Таким образом, сформировалось представление о
традиционализме, как одной из ветвей консерватизма (партия Нарваэса
называлась Консервативной). Это не совсем так, как мы уже отмечали, хотя
классический подход именно таков. Неоконсерватизм, как и либеральные и
социал-демократические концепции, выступает за поступательную
модернизацию общества по пути утверждения либеральных ценностей, что мы
можем видеть на примере Евросоюза в виде Баррозу или Петеринка.
Традиционализм представляет альтернативу как консерватизму в смысле
слепой консервации старых порядков, как это было в Империи Цин, так и
либерализму, ибо традиционализм выступает за развитие, прогресс, но на
основе принципиально иных ценностей — традиционных ценностей общества.
Тех ценностей, которые формировались у нации веками, тех ценностей,
которые каждый ребенок усваивает сызмальства с молоком матери. Таковыми
являются: традиционная для этой нации религия, обычаи и традиции,
жизненный уклад.
Консерватизм — вера тому, что есть; традиционализм —
верность традиции. Крестьянство — консервативная общность людей.
Приученные к колхозам, отученные работать с желанием крестьяне неохотно
отказываются от этого плохого обычая — надеяться на кого-то. Крестьянин
не является монархистом априори, потому что он крестьянин или русский
крестьянин. И ссылки на шуанов Вандеи или крестьянство, приведшее к
власти Наполеона III, неосновательны. Тогда это была правда, но для
сегодняшней России это фикция, ни чем не подтверждаемая. Тех мужиков, о
которых писал Солоневич, нет более.
Поэтому образ монархиста в виде русского мужика неверен. В
этом глубокое заблуждение соборников, которые пытаются достучаться до
глубин деревенской души. В минувшем году мне пришлось участвовать в
организованном монархистами во Владимирской области крестном ходу.
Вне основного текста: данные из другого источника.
//! Input/output DTOs and schema-bearing types
//!
//! Defines the data structures used in the MCP tool contracts. Input types
//! are annotated with `JsonSchema` for automatic schema generation; output
//! types serialize to the stable JSON surface the tools promise.

use schemars::JsonSchema;
use serde::{Deserialize, Serialize};

/// Message fetch format
///
/// `full` includes the payload body tree; `metadata` carries headers and
/// snippet only.
#[derive(Debug, Clone, Copy, PartialEq, Eq, Default, Serialize, Deserialize, JsonSchema)]
#[serde(rename_all = "lowercase")]
pub enum MessageFormat {
    /// Headers, snippet, and decodable body parts
    #[default]
    Full,
    /// Headers and snippet only
    Metadata,
}

impl MessageFormat {
    /// Provider query-parameter value
    pub fn as_query(self) -> &'static str {
        match self {
            Self::Full => "full",
            Self::Metadata => "metadata",
        }
    }
}

/// Input: search messages
///
/// Used by `gmail_search_messages`. The base query uses Gmail search
/// syntax; optional filters are appended as query clauses.
#[derive(Debug, Clone, Deserialize, JsonSchema)]
pub struct SearchMessagesInput {
    /// Gmail search query (e.g., `from:alice@example.com`, `subject:meeting`).
    /// See https://support.google.com/mail/answer/7190
    pub query: String,
    /// Maximum number of results to return (1..50, default 10)
    #[serde(default = "default_max_results")]
    pub max_results: usize,
    /// Filter to messages newer than N days (optional, minimum 1)
    pub newer_than_days: Option<u32>,
    /// Filter by label IDs (e.g., `["INBOX", "STARRED"]`) (optional)
    pub label_ids: Option<Vec<String>>,
}

/// Input: get message details
///
/// Used by `gmail_get_message`.
#[derive(Debug, Clone, Deserialize, JsonSchema)]
pub struct GetMessageInput {
    /// Gmail message ID (obtained from search results)
    pub message_id: String,
    /// Message format: `full` (includes body) or `metadata` (headers only)
    #[serde(default)]
    pub fmt: MessageFormat,
}

/// One search result entry
///
/// Only the leading enriched entries carry the optional metadata fields;
/// the rest serialize them as nulls.
#[derive(Debug, Clone, Serialize, Deserialize, JsonSchema)]
pub struct MessageSummary {
    /// Message identifier
    pub id: String,
    /// Thread identifier
    pub thread_id: String,
    /// Parsed From header (enriched entries only)
    pub from_email: Option<String>,
    /// Parsed Subject header (enriched entries only)
    pub subject: Option<String>,
    /// Parsed Date header (enriched entries only)
    pub date: Option<String>,
    /// Provider snippet (enriched entries only)
    pub snippet: Option<String>,
}

impl MessageSummary {
    /// Build a bare entry carrying identity only
    ///
    /// Used past the enrichment limit and when enriching one entry fails.
    pub fn bare(id: String, thread_id: String) -> Self {
        Self {
            id,
            thread_id,
            from_email: None,
            subject: None,
            date: None,
            snippet: None,
        }
    }
}

/// Default value for `max_results` in search
///
/// Chosen as a reasonable balance between response size and provider cost.
/// Most callers need to see only the first few relevant messages.
fn default_max_results() -> usize {
    10
}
Он
проходил в историческом месте, где теперь деревня. Когда
монархисты-горожане стали под хоругвями идти крестным ходом, поя «Царю
Небесный», «Достойно есть» и «Боже, Царя храни!», ничего, кроме
недоумения, лица сельских обывателей не выражали.
Думаю, что, пытаясь выявить образ монархиста, нам нужно
исходить не из классового или формационного подхода, ибо они априори
направлены против монархии, а из личностного подхода: выявить качества,
присущие настоящему монархисту, и в них разглядеть его подлинный образ.
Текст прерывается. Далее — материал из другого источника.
//! Application error model with HTTP status classification
//!
//! Defines a typed error hierarchy using `thiserror` for internal error
//! handling. Remote failures are classified by HTTP status exactly once, at
//! the transport boundary ([`AppError::from_status`]); every other layer
//! matches on the resulting variant instead of re-deriving status semantics.

use rmcp::model::ErrorData;
use serde_json::json;
use thiserror::Error;

/// Application error type
///
/// Covers all error cases the Gmail MCP server may encounter. Remote
/// variants (`AuthFailed`, `RateLimited`, `NotFound`, `Api`) carry the
/// classification used for retry decisions and boundary error tags.
#[derive(Debug, Error)]
pub enum AppError {
    /// Invalid user input (validation failed, malformed request)
    #[error("invalid input: {0}")]
    InvalidInput(String),
    /// Remote 401: credentials rejected by the provider
    #[error("authentication failed: {0}")]
    AuthFailed(String),
    /// Remote 429: provider quota exhausted
    #[error("rate limited: {0}")]
    RateLimited(String),
    /// Remote 404: resource does not exist
    #[error("not found: {0}")]
    NotFound(String),
    /// Any other status-coded remote failure
    #[error("api error (status {status}): {message}")]
    Api {
        /// HTTP status returned by the provider
        status: u16,
        /// Response body or error description
        message: String,
    },
    /// Non-HTTP transport failure (connect, TLS, malformed response body)
    #[error("transport error: {0}")]
    Transport(String),
    /// Internal error (unexpected failure, external crate error)
    #[error("internal error: {0}")]
    Internal(String),
}

impl AppError {
    /// Convenience constructor for `InvalidInput`
    pub fn invalid(msg: impl Into<String>) -> Self {
        Self::InvalidInput(msg.into())
    }

    /// Classify a non-success HTTP response into an error variant
    ///
    /// The single place where provider status codes become typed failures:
    ///
    /// - 401 → `AuthFailed`
    /// - 429 → `RateLimited`
    /// - 404 → `NotFound`
    /// - anything else → `Api { status }`
    pub fn from_status(status: u16, message: String) -> Self {
        match status {
            401 => Self::AuthFailed(message),
            429 => Self::RateLimited(message),
            404 => Self::NotFound(message),
            _ => Self::Api { status, message },
        }
    }

    /// Whether a failed call may be retried with backoff
    ///
    /// Only 429 and 5xx failures are transient. 401 is permanent until the
    /// user re-authorizes, and every other failure is propagated as-is.
    pub fn is_transient(&self) -> bool {
        match self {
            Self::RateLimited(_) => true,
            Self::Api { status, .. } => (500..600).contains(status),
            _ => false,
        }
    }

    /// Convert to MCP `ErrorData`
    ///
    /// Used for failures that precede any remote work (input validation).
    /// Remote failures never take this path; the tool facade converts them
    /// into tagged JSON objects instead.
    pub fn to_error_data(&self) -> ErrorData {
        match self {
            Self::InvalidInput(msg) => {
                ErrorData::invalid_params(msg.clone(), Some(json!({ "code": "invalid_input" })))
            }
            other => {
                ErrorData::internal_error(other.to_string(), Some(json!({ "code": "internal" })))
            }
        }
    }
}

/// Type alias for fallible return values
///
/// Use this for all internal functions that can fail. Provides a consistent
/// error type throughout the codebase.
pub type AppResult<T> = Result<T, AppError>;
Образ монархиста, ибо это категория политическая, и она определяет
отношение к: 1) вере; 2) праву; 3) государству и Государю; 4) обществу;
5) личности.
Монархист — человек верующий. Он верит в Бога, но он не
монах. Монархиста не нужно и даже нельзя изображать в рясе. Священники и
иноки могут, а как писал св. мученик Владимир, митрополит киевский
(†1918), даже должны быть монархистами, но это не есть их главная
сущность. Сущность инока — посвящение Богу, смирение своей воли волей
Божией. Инок отдает себя всецело, стремясь к совершенству. Монархист —
это категория государственная. Он не столько стремится быть совершенным,
сколько знает, где есть совершенство, в Ком оно заключено, и старается,
в силу греховности человеческой природы, не быть личностью аморальной.
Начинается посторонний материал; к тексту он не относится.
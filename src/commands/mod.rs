// SPDX-License-Identifier: AGPL-3.0-or-later
// Copyright (C) 2025 Blackman Artificial Intelligence Technologies Inc.

//! Subcommand implementations

pub mod advise;
pub mod catalog;
pub mod modelfile;
pub mod scan;

pub use scan::{assess, Assessment};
Он верит, но не отрекается от мира. Он живет в миру и работает для
наиболее благоприятного устройства земного царства. Его стихия —
стремление к прогрессу. Но прогресс он понимает так, как его описывал
Даль — духовное развитие. Монархист видит истину, но он лишь обыватель в
сравнении с иноком. Он живет по заповедям, но, с точки зрения Церкви,
не стремится к совершенству, ибо служение монархии есть форма его
призвания, замысел, который сотворил о нем Господь. Церковное же
совершенство невозможно без отказа от мира. Светские лица прославляются
несравненно реже, нежели лица духовные. Это еще одно глубокое
заблуждение соборников. Они хотят из жизни сделать монастырь, не понимая
или не желая понять, что это не только бессмысленно, но и противно
самой сущности христианства. Христианство — жизнь по Богу, жизнь в Боге,
но для каждого она своя: вспомните свв. Константина, Маврикия,
Филарета, Юстиниана и др.
Отношение монархиста к праву — вопрос долгий и тяжелый.
Ему посвящается многочисленная литература. Наиболее яркое исследование в
этой области — «О монархии и республике» Ильина. В рамках статьи без
доказательств приведем некоторые ключевые аспекты этой проблемы —
проблемы монархического правосознания. Поясним, что правосознание — это
то, что мы вкладываем в понятие права, каким мы видим право. Для
монархического правосознания характерна идея справедливости. Достаточно
сказать, что монархизм, как наиболее естественная политическая
идеология, теснейшим образом связана с естественными сущностными
характеристиками явлений. Во многих языках слово право происходит именно
от слова правда, справедливость: в латыни право — ius, а справедливость
— iustitia; в немецком — Recht и Gerechtigkeit; в русском — право и
справедливость и др. Важным для монархиста является то, что он видит
справедливость, понимаемую им, как сущность права, в ранге и
обоснованном неравенстве. Следует особо обратить внимание на слово
«обоснованный». Чувство ранга заключается в том, что монархист желает
лучшему — лучшее, открывает для него простор для деятельности и
самореализации на благо обществу и государству. Обоснованность
привилегий является условием их существования. Привилегии даются
способным ими воспользоваться людям: и овому убо даде пять талант, овому
же два, овому же един, комуждо противу силы его (Мф. 25,15). Понимание
того, что Господь разделил девять талантов между тремя рабами не
поровну, на чем настаивают демократы, является сущностной отличительной
чертой монархиста. Глубокое понимание справедливости этой библейской
истины является его духовным наполнением.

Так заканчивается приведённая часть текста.